Criado por iniciativa dos músicos Kiko Horta (sanfona), Ivan Machado (baixo), Luiz Flavio Alcofra (violão) e Rodrigo Scofield (bateria), o som se transformou no tradicional “Forró da rua do Mercado”. Tocavam toda quinta em um sobrado já conhecido pelas ocupações culturais que abrigava no Centro. A rua também já era velha conhecida dos artistas: eles participavam do Cordão do Boitatá, cuja concentração é naquele mesmo ponto. Naquela época não havia a facilidade do Facebook ou a rapidez do Whatsapp pra chamar a galera. Era tudo no boca a boca. O forró passou a ser referência para amigos que sabiam que se esbarrariam por lá . “A característica era ser um ponto de encontro, o lugar de tomar a ‘saideira’ e curtir um ambiente intimista”, contam.

A casa acabou sendo vendida e o grupo parou por um ano e meio. Voltaram em uma nova formação, agora com a Maju Nunes na voz, Alexandre Maionese na flauta, Jovi Joviano na percussão e Sidão Santos no baixo. No ano passado migraram para o Centro Cultural Carioca, na Praça Tiradentes, onde vêm tocando desde então.
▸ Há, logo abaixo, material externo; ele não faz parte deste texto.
//! Function-style endpoints callable from the browser.
//!
//! `POST /functions/send-order-status-email` takes the camelCase body the
//! storefront and admin screens already send and answers with
//! `{success, message}` or `{error, warning?}`.

use axum::{
    Json,
    extract::{State, rejection::JsonRejection},
    http::{HeaderName, Method, StatusCode, header},
    response::{IntoResponse, Response},
};
use serde_json::json;
use tower_http::cors::{Any, CorsLayer};
use tracing::instrument;

use crate::services::{DELIVERY_WARNING, NotifyError, StatusEmailRequest};
use crate::state::AppState;

pub const STATUS_EMAIL_SENT: &str = "Status update email sent successfully";

/// Wildcard CORS for the function routes.
#[must_use]
pub fn cors_layer() -> CorsLayer {
    CorsLayer::new()
        .allow_origin(Any)
        .allow_methods([Method::POST, Method::OPTIONS])
        .allow_headers([
            header::CONTENT_TYPE,
            header::AUTHORIZATION,
            HeaderName::from_static("x-client-info"),
            HeaderName::from_static("apikey"),
        ])
}

fn error_response(status: StatusCode, body: serde_json::Value) -> Response {
    (status, Json(body)).into_response()
}

/// A body that is not the expected JSON is reported as a server error
/// carrying the parser's message.
fn body_rejected(rejection: &JsonRejection) -> Response {
    tracing::warn!(error = %rejection.body_text(), "Unreadable status email request");
    error_response(
        StatusCode::INTERNAL_SERVER_ERROR,
        json!({ "error": "Internal server error", "details": rejection.body_text() }),
    )
}

/// Send the order-status email described by the body.
#[instrument(skip_all)]
pub async fn send_order_status_email(
    State(state): State<AppState>,
    body: Result<Json<StatusEmailRequest>, JsonRejection>,
) -> Response {
    let request = match body {
        Ok(Json(request)) => request,
        Err(rejection) => return body_rejected(&rejection),
    };

    match state.notifier().notify(&request).await {
        Ok(()) => (
            StatusCode::OK,
            Json(json!({ "success": true, "message": STATUS_EMAIL_SENT })),
        )
            .into_response(),
        Err(err @ (NotifyError::MissingFields | NotifyError::InvalidAmounts)) => {
            error_response(StatusCode::BAD_REQUEST, json!({ "error": err.to_string() }))
        }
        Err(err @ NotifyError::Settings(_)) => error_response(
            StatusCode::INTERNAL_SERVER_ERROR,
            json!({ "error": err.to_string() }),
        ),
        Err(err @ NotifyError::Delivery(_)) => error_response(
            StatusCode::INTERNAL_SERVER_ERROR,
            json!({ "error": err.to_string(), "warning": DELIVERY_WARNING }),
        ),
    }
}

#[cfg(test)]
mod tests {
    #![allow(clippy::unwrap_used)]

    use axum::body::{Body, to_bytes};
    use axum::extract::{FromRequest, Request};

    use super::*;

    #[tokio::test]
    async fn test_malformed_body_is_internal_error_with_details() {
        let request = Request::builder()
            .method(Method::POST)
            .header(header::CONTENT_TYPE, "application/json")
            .body(Body::from("{\"orderId\": "))
            .unwrap();
        let rejection = Json::<StatusEmailRequest>::from_request(request, &())
            .await
            .unwrap_err();

        let response = body_rejected(&rejection);
        assert_eq!(response.status(), StatusCode::INTERNAL_SERVER_ERROR);
        let bytes = to_bytes(response.into_body(), usize::MAX).await.unwrap();
        let body: serde_json::Value = serde_json::from_slice(&bytes).unwrap();
        assert_eq!(body["error"], "Internal server error");
        assert!(!body["details"].as_str().unwrap().is_empty());
    }
}
//! Catalog route handlers.

use axum::{
    Json,
    extract::{Path, Query, State},
};
use serde::Serialize;
use tracing::instrument;

use velora_core::{Category, Product, ProductId};

use crate::db::{CatalogRepository, ProductFilter};
use crate::error::Result;
use crate::state::AppState;

/// A product with its sale badge and display price.
#[derive(Debug, Clone, Serialize)]
pub struct ProductView {
    #[serde(flatten)]
    pub product: Product,
    pub discount_percent: Option<u32>,
    pub price_display: String,
    pub original_price_display: Option<String>,
}

impl ProductView {
    #[must_use]
    pub fn new(product: Product, currency_symbol: &str) -> Self {
        Self {
            discount_percent: product.discount_percent(),
            price_display: product.price.display_with(currency_symbol),
            original_price_display: product
                .original_price
                .filter(|_| product.discount_percent().is_some())
                .map(|p| p.display_with(currency_symbol)),
            product,
        }
    }

    /// Views for a list of products.
    #[must_use]
    pub fn all(products: Vec<Product>, currency_symbol: &str) -> Vec<Self> {
        products
            .into_iter()
            .map(|p| Self::new(p, currency_symbol))
            .collect()
    }
}

/// `GET /api/categories`
#[instrument(skip(state))]
pub async fn categories(State(state): State<AppState>) -> Result<Json<Vec<Category>>> {
    let categories = CatalogRepository::new(state.pool()).categories().await?;
    Ok(Json(categories))
}

/// `GET /api/products?category&search&limit`
#[instrument(skip(state))]
pub async fn index(
    State(state): State<AppState>,
    Query(filter): Query<ProductFilter>,
) -> Result<Json<Vec<ProductView>>> {
    let settings = state.settings().get(state.pool()).await?;
    let products = CatalogRepository::new(state.pool())
        .products(&filter)
        .await?;
    Ok(Json(ProductView::all(products, &settings.currency_symbol())))
}

/// `GET /api/products/{id}`
#[instrument(skip(state))]
pub async fn show(
    State(state): State<AppState>,
    Path(id): Path<ProductId>,
) -> Result<Json<ProductView>> {
    let settings = state.settings().get(state.pool()).await?;
    let product = CatalogRepository::new(state.pool()).product(id).await?;
    Ok(Json(ProductView::new(product, &settings.currency_symbol())))
}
Fiel à musica de qualidade, o público logo voltou para prestigiar as apresentações do Forró do Kiko, cujas referências continuam sendo a boa e velha cultura musical brasileira. Mais do que um grupo de forró, eles se declaram um conjunto de músicos instrumentais, ligados à tradição de Luiz Gonzaga, Dominguinhos e outros mestres. Isso porque seu estilo musical vai muito além do forró – são versáteis, cheios de conceito e adoram uma improvisação.  Para se ter uma ideia, o clima, a qualidade e a disposição da galera é mais ou menos esse: uma vez estavam tocando uma canja quando, de repente, aparece o Yamandu Costa para compor o conjunto com sua guitarra!

O Forró do Kiko toca o ano inteiro e eles estão a cada dia com mais trabalhos marcados. Nessa época de festa junina, então,  é só alegria para os nossos corações. A banda é composta por gente com muita história e diferentes origens musicais, e essas referências vão sendo incorporadas às apresentações. “Podemos até tocar em um festival de Jazz, não somos restritos aos circuitos de forró. Com músicos qualificados, acabamos atraindo um público que gosta de música, antes de tudo”, conta Kiko. Não é a toa que no carnaval uma parte deles também anima a cidade tocando no cordão do Boitatá.

No dia 4 de julho o grupo vai tocar no Circo Voador, no lançamento do disco “Duas Sanfonas e uma Orquestra”, da Orquestra de Sopros da ProArte. Já para os amantes de festas juninas, a dica é o Arraiá do Forró do Kiko, que vai rolar dia 16 (pode deixar que assim que sair o evento, divulgaremos na nossa agenda!). Ah, e como eles não param, dia 24 também vão gravar seu primeiro EP digital.

Fica o convite não só para quem gosta de forró mas, sobretudo, para quem curte música de qualidade com respeito às raízes culturais brasileiras. Seja carnaval, seja São João, eles seguirão embalando todos os lugares por onde passam – as fotos que ilustram este post, por exemplo, foram recheadas de música entre um clique e outro. Danado de bom.